If the changes in the extinction rate over time were actually a consequence of self-organized criticality, this would mean that the intensity of extinction would basically not be related to the intensity of external stimuli and background and mass extinction would have the same cause. Study of mass extinction on the basis of models of self-organized criticality is a favorite pastime of theoretical biologists. Some published models, for example the Kauffman NK-models of Boolean networks, require that the ability for their transition to a state of self-organized criticality be facilitated in advance by suitable choice of parameters – for the NK-models the average number of inputs per element (Kauffman 1993). Understandably, suitably adjusted parameters that make it possible for a system to pass into a state of self-organized criticality can ensure both natural selection and sorting from the standpoint of stability. If systems with the correct number of inputs and outputs per element have greater evolutionary potential than other systems, then it is quite natural that they will be encountered in nature. Other models spontaneously enter a region of self-organized criticality of their state space from almost any arbitrary initial state (Bak & Sneppen 1993; Bak, Tang, & Wiesenfed 1987; Boettcher & Paczuski 1996; Head & Rodgers 1997; Vanderwalle & Ausloos 1995; Vanderwalle & Ausloos 1997).

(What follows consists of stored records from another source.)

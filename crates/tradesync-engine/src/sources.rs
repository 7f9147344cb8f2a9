//! Production [`EntitySource`] implementations over the Simpro client.
//!
//! Probes batch id lookups and answer absence by set difference: an id the
//! filter query did not return does not exist. A failed batch is attributed
//! to each of its keys so the rest of the run keeps going.

use std::collections::BTreeSet;

use chrono::{Duration, Utc};

use tradesync_core::{EntityKind, RecordKey, SourceRow};
use tradesync_simpro::{SimproClient, SimproError};

use crate::traits::EntitySource;
use crate::validate::{ProbeError, ProbeOutcome};

const PROBE_BATCH: usize = 50;

fn numeric_id(key: &RecordKey) -> Result<i64, ProbeError> {
    key.as_str().parse().map_err(|_| ProbeError {
        message: format!("key {key} is not a numeric id"),
        not_found: false,
    })
}

/// Splits keys into parseable `(key, id)` pairs, pushing a per-key error for
/// the rest.
fn split_numeric(
    keys: &[RecordKey],
    results: &mut Vec<(RecordKey, Result<ProbeOutcome, ProbeError>)>,
) -> Vec<(RecordKey, i64)> {
    let mut numeric = Vec::with_capacity(keys.len());
    for key in keys {
        match numeric_id(key) {
            Ok(id) => numeric.push((key.clone(), id)),
            Err(e) => results.push((key.clone(), Err(e))),
        }
    }
    numeric
}

fn verdicts_for_chunk(
    chunk: &[(RecordKey, i64)],
    outcome: Result<BTreeSet<i64>, SimproError>,
    results: &mut Vec<(RecordKey, Result<ProbeOutcome, ProbeError>)>,
) {
    match outcome {
        Ok(present) => {
            for (key, id) in chunk {
                let verdict = if present.contains(id) {
                    ProbeOutcome::Exists
                } else {
                    ProbeOutcome::Absent
                };
                results.push((key.clone(), Ok(verdict)));
            }
        }
        Err(e) => {
            let err = ProbeError::from(&e);
            results.extend(chunk.iter().map(|(key, _)| (key.clone(), Err(err.clone()))));
        }
    }
}

/// Schedules inside a trailing date window.
pub struct ScheduleSource<'a> {
    client: &'a SimproClient,
    window_days: i64,
}

impl<'a> ScheduleSource<'a> {
    #[must_use]
    pub fn new(client: &'a SimproClient, window_days: i64) -> Self {
        Self {
            client,
            window_days,
        }
    }
}

impl EntitySource for ScheduleSource<'_> {
    fn entity(&self) -> EntityKind {
        EntityKind::Schedules
    }

    async fn list_current(&self) -> Result<Vec<SourceRow>, SimproError> {
        let since = Utc::now().date_naive() - Duration::days(self.window_days);
        let schedules = self.client.list_schedules(since).await?;
        Ok(schedules.iter().map(|s| s.to_source_row()).collect())
    }

    async fn fetch_by_keys(&self, keys: &[RecordKey]) -> Result<Vec<SourceRow>, SimproError> {
        let ids: Vec<i64> = keys.iter().filter_map(|k| k.as_str().parse().ok()).collect();
        let schedules = self.client.schedules_by_ids(&ids).await?;
        Ok(schedules.iter().map(|s| s.to_source_row()).collect())
    }

    async fn probe(
        &self,
        keys: &[RecordKey],
    ) -> Vec<(RecordKey, Result<ProbeOutcome, ProbeError>)> {
        let mut results = Vec::with_capacity(keys.len());
        let numeric = split_numeric(keys, &mut results);
        for chunk in numeric.chunks(PROBE_BATCH) {
            let ids: Vec<i64> = chunk.iter().map(|(_, id)| *id).collect();
            let outcome = self
                .client
                .schedules_by_ids(&ids)
                .await
                .map(|found| found.iter().map(|s| s.id).collect());
            verdicts_for_chunk(chunk, outcome, &mut results);
        }
        results
    }
}

/// All current quotations.
pub struct QuoteSource<'a> {
    client: &'a SimproClient,
}

impl<'a> QuoteSource<'a> {
    #[must_use]
    pub fn new(client: &'a SimproClient) -> Self {
        Self { client }
    }
}

impl EntitySource for QuoteSource<'_> {
    fn entity(&self) -> EntityKind {
        EntityKind::Quotes
    }

    async fn list_current(&self) -> Result<Vec<SourceRow>, SimproError> {
        let quotes = self.client.list_quotes().await?;
        Ok(quotes.iter().map(|q| q.to_source_row()).collect())
    }

    async fn fetch_by_keys(&self, keys: &[RecordKey]) -> Result<Vec<SourceRow>, SimproError> {
        let ids: Vec<i64> = keys.iter().filter_map(|k| k.as_str().parse().ok()).collect();
        let quotes = self.client.quotes_by_ids(&ids).await?;
        Ok(quotes.iter().map(|q| q.to_source_row()).collect())
    }

    async fn probe(
        &self,
        keys: &[RecordKey],
    ) -> Vec<(RecordKey, Result<ProbeOutcome, ProbeError>)> {
        let mut results = Vec::with_capacity(keys.len());
        let numeric = split_numeric(keys, &mut results);
        for chunk in numeric.chunks(PROBE_BATCH) {
            let ids: Vec<i64> = chunk.iter().map(|(_, id)| *id).collect();
            let outcome = self
                .client
                .quotes_by_ids(&ids)
                .await
                .map(|found| found.iter().map(|q| q.id).collect());
            verdicts_for_chunk(chunk, outcome, &mut results);
        }
        results
    }
}

/// All current leads.
pub struct LeadSource<'a> {
    client: &'a SimproClient,
}

impl<'a> LeadSource<'a> {
    #[must_use]
    pub fn new(client: &'a SimproClient) -> Self {
        Self { client }
    }
}

impl EntitySource for LeadSource<'_> {
    fn entity(&self) -> EntityKind {
        EntityKind::Leads
    }

    async fn list_current(&self) -> Result<Vec<SourceRow>, SimproError> {
        let leads = self.client.list_leads().await?;
        Ok(leads.iter().map(|l| l.to_source_row()).collect())
    }

    async fn fetch_by_keys(&self, keys: &[RecordKey]) -> Result<Vec<SourceRow>, SimproError> {
        let ids: Vec<i64> = keys.iter().filter_map(|k| k.as_str().parse().ok()).collect();
        let leads = self.client.leads_by_ids(&ids).await?;
        Ok(leads.iter().map(|l| l.to_source_row()).collect())
    }

    async fn probe(
        &self,
        keys: &[RecordKey],
    ) -> Vec<(RecordKey, Result<ProbeOutcome, ProbeError>)> {
        let mut results = Vec::with_capacity(keys.len());
        let numeric = split_numeric(keys, &mut results);
        for chunk in numeric.chunks(PROBE_BATCH) {
            let ids: Vec<i64> = chunk.iter().map(|(_, id)| *id).collect();
            let outcome = self
                .client
                .leads_by_ids(&ids)
                .await
                .map(|found| found.iter().map(|l| l.id).collect());
            verdicts_for_chunk(chunk, outcome, &mut results);
        }
        results
    }
}

/// Job cost-center lines, keyed by the composite `job/section/costCenter`.
pub struct CostCenterSource<'a> {
    client: &'a SimproClient,
}

impl<'a> CostCenterSource<'a> {
    #[must_use]
    pub fn new(client: &'a SimproClient) -> Self {
        Self { client }
    }
}

fn composite_parts(key: &RecordKey) -> Result<(i64, i64, i64), ProbeError> {
    let mut parts = key.as_str().splitn(3, '/');
    let parse = |part: Option<&str>| part.and_then(|p| p.parse().ok());
    match (
        parse(parts.next()),
        parse(parts.next()),
        parse(parts.next()),
    ) {
        (Some(job), Some(section), Some(cc)) => Ok((job, section, cc)),
        _ => Err(ProbeError {
            message: format!("key {key} is not a job/section/costCenter composite"),
            not_found: false,
        }),
    }
}

impl EntitySource for CostCenterSource<'_> {
    fn entity(&self) -> EntityKind {
        EntityKind::CostCenters
    }

    async fn list_current(&self) -> Result<Vec<SourceRow>, SimproError> {
        let lines = self.client.list_job_cost_centers().await?;
        Ok(lines.iter().map(|c| c.to_source_row()).collect())
    }

    async fn fetch_by_keys(&self, keys: &[RecordKey]) -> Result<Vec<SourceRow>, SimproError> {
        let wanted: BTreeSet<&str> = keys.iter().map(RecordKey::as_str).collect();
        let ids: Vec<i64> = keys
            .iter()
            .filter_map(|k| composite_parts(k).ok().map(|(_, _, cc)| cc))
            .collect();
        let lines = self.client.cost_centers_by_ids(&ids).await?;
        // The id filter matches the cost-center segment only; narrow back to
        // the requested composites.
        Ok(lines
            .iter()
            .filter(|c| wanted.contains(c.composite_key().as_str()))
            .map(|c| c.to_source_row())
            .collect())
    }

    async fn probe(
        &self,
        keys: &[RecordKey],
    ) -> Vec<(RecordKey, Result<ProbeOutcome, ProbeError>)> {
        let mut results = Vec::with_capacity(keys.len());
        let mut composite = Vec::with_capacity(keys.len());
        for key in keys {
            match composite_parts(key) {
                Ok((_, _, cc)) => composite.push((key.clone(), cc)),
                Err(e) => results.push((key.clone(), Err(e))),
            }
        }
        for chunk in composite.chunks(PROBE_BATCH) {
            let ids: Vec<i64> = chunk.iter().map(|(_, cc)| *cc).collect();
            match self.client.cost_centers_by_ids(&ids).await {
                Ok(found) => {
                    let present: BTreeSet<RecordKey> =
                        found.iter().map(|c| c.composite_key()).collect();
                    for (key, _) in chunk {
                        let verdict = if present.contains(key) {
                            ProbeOutcome::Exists
                        } else {
                            ProbeOutcome::Absent
                        };
                        results.push((key.clone(), Ok(verdict)));
                    }
                }
                Err(e) => {
                    let err = ProbeError::from(&e);
                    results
                        .extend(chunk.iter().map(|(key, _)| (key.clone(), Err(err.clone()))));
                }
            }
        }
        results
    }
}

#[cfg(test)]
mod tests {
    use super::*;

    #[test]
    fn numeric_id_rejects_text() {
        assert!(numeric_id(&RecordKey::from(42)).is_ok());
        let err = numeric_id(&RecordKey::new("abc")).unwrap_err();
        assert!(!err.not_found);
    }

    #[test]
    fn composite_parts_round_trip() {
        let key = RecordKey::composite(&[618, 0, 5]);
        assert_eq!(composite_parts(&key).unwrap(), (618, 0, 5));
        assert!(composite_parts(&RecordKey::new("618/0")).is_err());
        assert!(composite_parts(&RecordKey::new("a/b/c")).is_err());
    }

    #[test]
    fn chunk_failure_is_attributed_per_key() {
        let chunk = vec![(RecordKey::from(1), 1), (RecordKey::from(2), 2)];
        let mut results = Vec::new();
        verdicts_for_chunk(
            &chunk,
            Err(SimproError::Api {
                status: 500,
                message: "boom".to_owned(),
            }),
            &mut results,
        );
        assert_eq!(results.len(), 2);
        assert!(results.iter().all(|(_, r)| r.is_err()));
    }

    #[test]
    fn absence_is_set_difference() {
        let chunk = vec![(RecordKey::from(1), 1), (RecordKey::from(2), 2)];
        let mut results = Vec::new();
        verdicts_for_chunk(&chunk, Ok([1].into_iter().collect()), &mut results);
        assert_eq!(results[0].1, Ok(ProbeOutcome::Exists));
        assert_eq!(results[1].1, Ok(ProbeOutcome::Absent));
    }
}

For the above-described models, the value of the exponent determining the shape of the distribution of the frequency of extinction of various magnitudes in the relevant equation is different from the values measured on the basis of paleontological data; however, models exist that have values of this exponent corresponding to the empirical data (Newman & Roberts 1995; Sole & Manrubia 1996). However, a distribution of the frequency of disturbances corresponding to the power law can also be obtained on the basis of models that do not anticipate the participation of self-organized criticality but which, for example, assume that the source of the individual extinction lies in the interaction of random changes in the external environment with evolutionary processes occurring in the biosphere (Newman 1997). In addition, it is apparent that the behavior of sufficiently complicated models is so highly variable that paleoecological (and also any other) processes can be very readily modeled when the parameters are suitably adjusted. However, with such variable systems it is very difficult to demonstrate that their behavior is actually determined by processes following from the existence of self-organized criticality and that they cannot be explained, for example, by the effect of random disturbances arising from the surrounding environment.